Mitochondria: pharmacological manipulation of cell death

Abstract

Cell death by apoptosis or necrosis is often important in the etiology and treatment of disease. Since mitochondria play important roles in cell death pathways, these organelles are potentially prime targets for therapeutic intervention. Here we discuss the mechanisms through which mitochondria participate in the cell death process and also survey some of the pharmacological approaches that target mitochondria in various ways.

Figure 1

Molecular mechanisms of MOMP. The proposed models of MOMP leading to cytochrome c release are represented. (i) Bax pore. Bax or Bak forms a pore in the MOM after activation by a BH3-only protein such as Bid. (ii) PT pore opening.
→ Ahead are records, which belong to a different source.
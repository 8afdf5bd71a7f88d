//! Price data layer: providers, ingest, alignment and the Parquet cache.
//!
//! None of the statistics depend on this module; it only produces
//! [`PriceSeries`](crate::domain::PriceSeries) and
//! [`PriceTable`](crate::domain::PriceTable) values for them.

pub mod align;
pub mod cache;
pub mod csv_import;
pub mod download;
pub mod ingest;
pub mod provider;
pub mod yahoo;

pub use align::align_series;
pub use cache::{CacheMeta, CacheStatus, CoverageResult, ParquetCache};
pub use csv_import::import_csv;
pub use download::{download_one, download_symbols, DownloadSummary};
pub use ingest::{clean_bars, to_price_series, IngestReport};
pub use provider::{
    DataError, DataSource, DownloadProgress, FetchResult, LogProgress, PriceProvider, RawBar, SilentProgress,
};
pub use yahoo::YahooProvider;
Opening of the PT pore allows an influx of water and ions into the matrix, causing matrix swelling; this leads to rupture of the MOM, releasing IMS proteins such as cytochrome c. MIM, mitochondrial inner membrane; PBR, peripheral benzodiazepine receptor.

Figure 2

Models of Bcl-2–family function at the mitochondrion during apoptosis. (A) The traditional simple rheostat model assumes that the antiapoptotic Bcl-2–family proteins antagonize the BH3-only proteins, in an equal and opposite manner. (B) Recent results suggest a more inclusive and detailed model, which we term the “switched rheostat.” Bax and Bak are the effectors of MOMP. Certain BH3-only proteins (“direct activators”) and p53 switch on Bax (and possibly Bak) directly and are antagonized by antiapoptotic Bcl-2–family proteins. Other BH3-only proteins (“derepressors”) do not activate Bax directly but act by antagonizing the antiapoptotic family members, thereby freeing the direct activators to trigger Bax/Bak–induced MOMP. The dashed lines indicate that the derepressor BH3-only proteins have differing specificities for antiapoptotic family members.